## Dataset
Data has been taken from [VOC 2007](http://host.robots.ox.ac.uk/pascal/VOC/voc2007/) dataset.

The twenty object classes that have been selected are:

* Person: person
* Animal: bird, cat, cow, dog, horse, sheep
* Vehicle: aeroplane, bicycle, boat, bus, car, motorbike, train
* Indoor: bottle, chair, dining table, potted plant, sofa, tv/monitor

In [1]:
import matplotlib.pyplot as plt
import numpy as np
import argparse
import xml.etree.ElementTree as ET
import os

In [3]:
parser = argparse.ArgumentParser(description='Build Annotations.')
parser.add_argument('dir', default='..', help='Annotations.')
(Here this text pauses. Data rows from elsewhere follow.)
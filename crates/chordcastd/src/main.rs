//! chordcastd: Chord-ring discovery daemon.
//!
//! Usage: chordcastd [node-name] [topology.json]

use std::path::PathBuf;

use anyhow::Result;

use chordcast_core::config::ChordcastConfig;
use chordcastd::Daemon;

#[tokio::main]
async fn main() -> Result<()> {
    tracing_subscriber::fmt()
        .with_env_filter(tracing_subscriber::EnvFilter::from_default_env())
        .init();

    if let Err(e) = ChordcastConfig::write_default_if_missing() {
        tracing::warn!(error = %e, "failed to write default config");
    }
    let mut config = ChordcastConfig::load()?;

    let mut args = std::env::args().skip(1);
    if let Some(name) = args.next() {
        config.node.name = name;
    }
    if let Some(path) = args.next() {
        config.ring.topology_path = PathBuf::from(path);
    }
    tracing::info!(
        node = %config.node.name,
        topology = %config.ring.topology_path.display(),
        "chordcastd starting"
    );

    let handle = Daemon::start(config).await?;

    // ── Shutdown ─────────────────────────────────────────────────────────────
    let shutdown = handle.shutdown_sender();
    tokio::spawn(async move {
        tokio::signal::ctrl_c().await.ok();
        tracing::info!("shutdown signal received");
        let _ = shutdown.send(());
    });

    handle.join().await;
    tracing::info!("shut down");
    Ok(())
}
//! Publisher lookups.
//!
//! Entry nodes answer lookups from a census tally: nothing is handed out
//! until readiness holds, broker dissemination hands out the brokers, and
//! "who publishes anything" is every publisher the census saw. A direct
//! lookup by topics needs the topic owners, who match against their own
//! store.

use chordcast_core::message::{Dissemination, LookupResponse, Tally};

/// What a lookup by topics needs next.
#[derive(Debug, Clone, PartialEq, Eq)]
pub enum TopicAnswer {
    Reply(LookupResponse),
    /// Ready under direct dissemination; ask the owners of each topic.
    AskOwners,
}

pub struct LookupEngine<'a> {
    tally: &'a Tally,
    ready: bool,
    dissemination: Dissemination,
}

impl<'a> LookupEngine<'a> {
    pub fn new(tally: &'a Tally, ready: bool, dissemination: Dissemination) -> Self {
        Self {
            tally,
            ready,
            dissemination,
        }
    }

    pub fn by_topics(&self) -> TopicAnswer {
        if !self.ready {
            return TopicAnswer::Reply(LookupResponse::check_again());
        }
        match self.dissemination {
            Dissemination::Direct => TopicAnswer::AskOwners,
            Dissemination::Broker => TopicAnswer::Reply(LookupResponse::success(
                self.tally.brokers.values().cloned().collect(),
            )),
        }
    }

    pub fn all(&self) -> LookupResponse {
        if !self.ready {
            return LookupResponse::check_again();
        }
        LookupResponse::success(self.tally.publishers.values().cloned().collect())
    }
}
//! chordcast-core: wire format, discovery messages, topology, and config.
//! All other chordcast crates depend on this one.

pub mod config;
pub mod message;
pub mod topology;
pub mod wire;

pub use config::ChordcastConfig;
pub use message::{Dissemination, RegistrantInfo, Request, Response, Role, Status};
pub use topology::{RingNode, Topology, TopologyError};
pub use wire::{topic_hash, Frame, FrameKind, RingHash, WireError};
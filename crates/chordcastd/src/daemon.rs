//! Wiring for one ring node: listener, peer links, event loop and the
//! optional status API.

use std::net::SocketAddr;
use std::sync::Arc;
use std::time::Duration;

use anyhow::{bail, Context, Result};
use tokio::net::TcpListener;
use tokio::sync::{broadcast, mpsc, watch};
use tokio::task::JoinHandle;

use chordcast_core::config::ChordcastConfig;
use chordcast_core::topology::Topology;
use chordcast_services::{DiscoveryNode, NodeSettings, NodeSnapshot, Ring};

use crate::event_loop::{EventLoop, PeerSenders};
use crate::listener::DiscoveryListener;
use crate::peer::PeerLink;

pub struct Daemon;

impl Daemon {
    /// Load the topology named by the config, bind the node's port and start.
    pub async fn start(config: ChordcastConfig) -> Result<DaemonHandle> {
        let path = &config.ring.topology_path;
        let topology = Topology::load(path)?;
        let ring = Arc::new(
            Ring::from_topology(&topology, config.ring.address_bits)
                .with_context(|| format!("invalid topology {}", path.display()))?,
        );
        let name = node_name(&config)?;
        let local = ring.node(name)?;
        let port = if config.node.port == 0 {
            local.port
        } else {
            config.node.port
        };

        let bind = format!("{}:{port}", config.node.bind_addr);
        let listener = TcpListener::bind(&bind)
            .await
            .with_context(|| format!("failed to bind discovery listener on {bind}"))?;
        Self::spawn(config, ring, listener)
    }

    /// Start on an already bound listener. The ring is taken as given.
    pub async fn start_with_listener(
        config: ChordcastConfig,
        ring: Arc<Ring>,
        listener: std::net::TcpListener,
    ) -> Result<DaemonHandle> {
        listener.set_nonblocking(true)?;
        let listener = TcpListener::from_std(listener)?;
        Self::spawn(config, ring, listener)
    }

    fn spawn(config: ChordcastConfig, ring: Arc<Ring>, listener: TcpListener) -> Result<DaemonHandle> {
        let name = node_name(&config)?;
        let node = DiscoveryNode::new(name, ring.clone(), NodeSettings::from_config(&config))?;
        let local_addr = listener.local_addr()?;
        tracing::info!(
            node = %node.id(),
            hash = node.local().hash,
            addr = %local_addr,
            dissemination = ?config.dissemination,
            "discovery node listening"
        );

        let (shutdown_tx, _) = broadcast::channel::<()>(1);
        let (events_tx, events_rx) = mpsc::unbounded_channel();
        let (snap_tx, snap_rx) = watch::channel(node.snapshot());
        let mut tasks = Vec::new();

        // ── Peer links ────────────────────────────────────────────────────────
        let timeout = Duration::from_millis(config.network.peer_timeout_ms);
        let mut peers = PeerSenders::new();
        for peer in node.peers() {
            let (job_tx, job_rx) = mpsc::unbounded_channel();
            peers.insert(peer.id.clone(), job_tx);
            tasks.push(tokio::spawn(
                PeerLink::new(peer, timeout, job_rx, events_tx.clone(), shutdown_tx.subscribe()).run(),
            ));
        }

        // ── Listener ──────────────────────────────────────────────────────────
        let listener = DiscoveryListener::new(listener, events_tx, shutdown_tx.subscribe());
        tasks.push(tokio::spawn(async move {
            if let Err(e) = listener.run().await {
                tracing::error!(error = %e, "discovery listener failed");
            }
        }));

        // ── Event loop ────────────────────────────────────────────────────────
        tasks.push(tokio::spawn(
            EventLoop::new(node, events_rx, peers, snap_tx, shutdown_tx.subscribe()).run(),
        ));

        // ── Status API ────────────────────────────────────────────────────────
        let api = match config.network.api_port {
            0 => None,
            port => {
                let state = chordcast_api::ApiState::new(snap_rx.clone(), ring);
                Some(tokio::spawn(async move {
                    if let Err(e) = chordcast_api::serve(state, port).await {
                        tracing::error!(error = %e, "status server failed");
                    }
                }))
            }
        };

        Ok(DaemonHandle {
            local_addr,
            snapshots: snap_rx,
            shutdown: shutdown_tx,
            tasks,
            api,
        })
    }
}

fn node_name(config: &ChordcastConfig) -> Result<&str> {
    if config.node.name.is_empty() {
        bail!("node.name is not set; pass it on the command line or set CHORDCAST_NODE__NAME");
    }
    Ok(&config.node.name)
}

pub struct DaemonHandle {
    local_addr: SocketAddr,
    snapshots: watch::Receiver<NodeSnapshot>,
    shutdown: broadcast::Sender<()>,
    tasks: Vec<JoinHandle<()>>,
    api: Option<JoinHandle<()>>,
}

impl DaemonHandle {
    pub fn local_addr(&self) -> SocketAddr {
        self.local_addr
    }

    /// Latest published state of the node.
    pub fn snapshot(&self) -> NodeSnapshot {
        self.snapshots.borrow().clone()
    }

    pub fn subscribe(&self) -> watch::Receiver<NodeSnapshot> {
        self.snapshots.clone()
    }

    /// Sender that stops every task of this node.
    pub fn shutdown_sender(&self) -> broadcast::Sender<()> {
        self.shutdown.clone()
    }

    /// Wait until the node's tasks have stopped.
    pub async fn join(self) {
        for task in self.tasks {
            if let Err(e) = task.await {
                tracing::error!(error = %e, "node task panicked");
            }
        }
        if let Some(api) = self.api {
            api.abort();
        }
    }

    pub async fn shutdown(self) {
        let _ = self.shutdown.send(());
        self.join().await;
    }
}
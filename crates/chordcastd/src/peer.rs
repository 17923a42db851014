//! Outbound links to other ring nodes.
//!
//! One task per finger node. Forwards are written over a lazily opened
//! connection as soon as they arrive, without waiting for earlier replies;
//! a reader task hands replies back and they are matched to forwards by
//! handle, in whatever order the peer answers. Each forward waits at most
//! the configured peer timeout. A write failure or a lost connection fails
//! every forward still waiting on it, and the next forward reconnects.
//! Forwards are never retried here.

use std::collections::HashMap;
use std::future::pending;
use std::time::Duration;

use anyhow::{anyhow, Context, Result};
use tokio::net::tcp::{OwnedReadHalf, OwnedWriteHalf};
use tokio::net::TcpStream;
use tokio::sync::{broadcast, mpsc};
use tokio::task::JoinHandle;
use tokio::time::Instant;

use chordcast_core::message::{Request, Response};
use chordcast_core::topology::RingNode;
use chordcast_core::wire::Frame;
use chordcast_services::{read_frame, write_frame, CodecError, Handle};

use crate::event::{Event, EventSender};

#[derive(Debug)]
pub struct PeerJob {
    pub handle: Handle,
    pub hops: u8,
    pub request: Request,
}

type Incoming = Result<Frame, CodecError>;

struct Connection {
    writer: OwnedWriteHalf,
    replies: mpsc::UnboundedReceiver<Incoming>,
    reader: JoinHandle<()>,
}

impl Drop for Connection {
    fn drop(&mut self) {
        self.reader.abort();
    }
}

pub struct PeerLink {
    peer: RingNode,
    timeout: Duration,
    jobs: mpsc::UnboundedReceiver<PeerJob>,
    events: EventSender,
    shutdown: broadcast::Receiver<()>,
    conn: Option<Connection>,
    /// Forwards written and not yet answered, with their deadlines.
    outstanding: HashMap<Handle, Instant>,
}

impl PeerLink {
    pub fn new(
        peer: RingNode,
        timeout: Duration,
        jobs: mpsc::UnboundedReceiver<PeerJob>,
        events: EventSender,
        shutdown: broadcast::Receiver<()>,
    ) -> Self {
        Self {
            peer,
            timeout,
            jobs,
            events,
            shutdown,
            conn: None,
            outstanding: HashMap::new(),
        }
    }

    pub async fn run(mut self) {
        loop {
            if self.events.is_closed() {
                return;
            }
            let deadline = self.outstanding.values().min().copied();

            tokio::select! {
                _ = self.shutdown.recv() => {
                    tracing::debug!(peer = %self.peer.id, "peer link shutting down");
                    return;
                }

                job = self.jobs.recv() => {
                    let Some(job) = job else { return };
                    self.send(job).await;
                }

                incoming = next_reply(&mut self.conn) => match incoming {
                    Some(Ok(frame)) => self.deliver(frame),
                    Some(Err(e)) => self.drop_connection(&format!("{e}")),
                    None => self.drop_connection("connection closed"),
                },

                _ = expiry(deadline) => self.expire(),
            }
        }
    }

    async fn send(&mut self, job: PeerJob) {
        let handle = job.handle;
        match self.write(job).await {
            Ok(()) => {
                self.outstanding.insert(handle, Instant::now() + self.timeout);
            }
            Err(e) => {
                let reason = format!("{e:#}");
                self.fail(handle, &reason);
                self.drop_connection(&reason);
            }
        }
    }

    async fn write(&mut self, job: PeerJob) -> Result<()> {
        let frame = job.request.to_frame(job.handle)?.forwarded(job.hops);
        let timeout = self.timeout;
        let conn = self.connect().await?;
        tokio::time::timeout(timeout, write_frame(&mut conn.writer, &frame))
            .await
            .map_err(|_| anyhow!("write timed out after {timeout:?}"))??;
        Ok(())
    }

    async fn connect(&mut self) -> Result<&mut Connection> {
        if self.conn.is_none() {
            let endpoint = self.peer.endpoint();
            let stream = tokio::time::timeout(self.timeout, TcpStream::connect(&endpoint))
                .await
                .map_err(|_| anyhow!("connect to {endpoint} timed out"))?
                .with_context(|| format!("connect to {endpoint}"))?;
            stream.set_nodelay(true)?;
            tracing::debug!(peer = %self.peer.id, %endpoint, "peer link connected");

            let (read_half, writer) = stream.into_split();
            let (tx, replies) = mpsc::unbounded_channel();
            let reader = tokio::spawn(read_replies(read_half, tx));
            self.conn = Some(Connection {
                writer,
                replies,
                reader,
            });
        }
        self.conn
            .as_mut()
            .ok_or_else(|| anyhow!("peer connection unavailable"))
    }

    fn deliver(&mut self, frame: Frame) {
        let handle = frame.request_id;
        if self.outstanding.remove(&handle).is_none() {
            tracing::debug!(peer = %self.peer.id, handle, "reply after deadline dropped");
            return;
        }
        match Response::from_frame(&frame) {
            Ok(response) => {
                let _ = self.events.send(Event::PeerReply { handle, response });
            }
            Err(e) => self.fail(handle, &format!("bad reply: {e}")),
        }
    }

    /// Fail every forward whose deadline has passed. The connection stays
    /// up; a reply that turns up later is dropped.
    fn expire(&mut self) {
        let now = Instant::now();
        let overdue: Vec<Handle> = self
            .outstanding
            .iter()
            .filter(|(_, deadline)| **deadline <= now)
            .map(|(handle, _)| *handle)
            .collect();
        let reason = format!("no reply within {:?}", self.timeout);
        for handle in overdue {
            self.outstanding.remove(&handle);
            self.fail(handle, &reason);
        }
    }

    fn drop_connection(&mut self, reason: &str) {
        if self.conn.take().is_some() {
            tracing::debug!(peer = %self.peer.id, reason, "peer link dropped");
        }
        for (handle, _) in std::mem::take(&mut self.outstanding) {
            self.fail(handle, reason);
        }
    }

    fn fail(&self, handle: Handle, reason: &str) {
        let _ = self.events.send(Event::PeerFailed {
            handle,
            reason: format!("{}: {reason}", self.peer.id),
        });
    }
}

async fn read_replies(mut reader: OwnedReadHalf, replies: mpsc::UnboundedSender<Incoming>) {
    loop {
        match read_frame(&mut reader).await {
            Ok(Some(frame)) => {
                if replies.send(Ok(frame)).is_err() {
                    return;
                }
            }
            Ok(None) => return,
            Err(e) => {
                let _ = replies.send(Err(e));
                return;
            }
        }
    }
}

/// Next reply on the current connection; never resolves without one.
async fn next_reply(conn: &mut Option<Connection>) -> Option<Incoming> {
    match conn {
        Some(conn) => conn.replies.recv().await,
        None => pending().await,
    }
}

async fn expiry(deadline: Option<Instant>) {
    match deadline {
        Some(deadline) => tokio::time::sleep_until(deadline).await,
        None => pending().await,
    }
}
_StoreAction(option_strings=[], dest='dir', nargs=None, const=None, default='..', type=None, choices=None, help='Annotations.', metavar=None)

In [2]:
sets = [('2007', 'train'), ('2007', 'val'), ('2007', 'test')]

In [3]:
classes_num = {'aeroplane': 0, 'bicycle': 1, 'bird': 2, 'boat': 3, 'bottle': 4, 'bus': 5,
               'car': 6, 'cat': 7, 'chair': 8, 'cow': 9, 'diningtable': 10, 'dog': 11,
               'horse': 12, 'motorbike': 13, 'person': 14, 'pottedplant': 15, 'sheep': 16,
               'sofa': 17, 'train': 18, 'tvmonitor': 19}

In [4]:
def convert_annotation(in_file):
    tree = ET.parse(in_file)
    root = tree.getroot()
    res = ''

    for obj in root.iter('object'):
        difficult = obj.find('difficult').text
        class_name = obj.find('name').text
        cls_id = classes_num.get(class_name)
        if cls_id == None : 
            continue
        xmlbox = obj.find('bndbox')
        b = (int(xmlbox.find('xmin').text), int(xmlbox.find('ymin').text),
             int(xmlbox.find('xmax').text), int(xmlbox.find('ymax').text))
        res += ' ' + ','.join([str(a) for a in b]) + ',' + str(cls_id)
    return res

In [13]:
classes_num.get('a') == None

True

## Algorithm
### Shapes and probabilities
The input is a (448, 448, 3) image and the output is a (7, 7, 30) tensor. The output is based on S x S x (B * 5 +C).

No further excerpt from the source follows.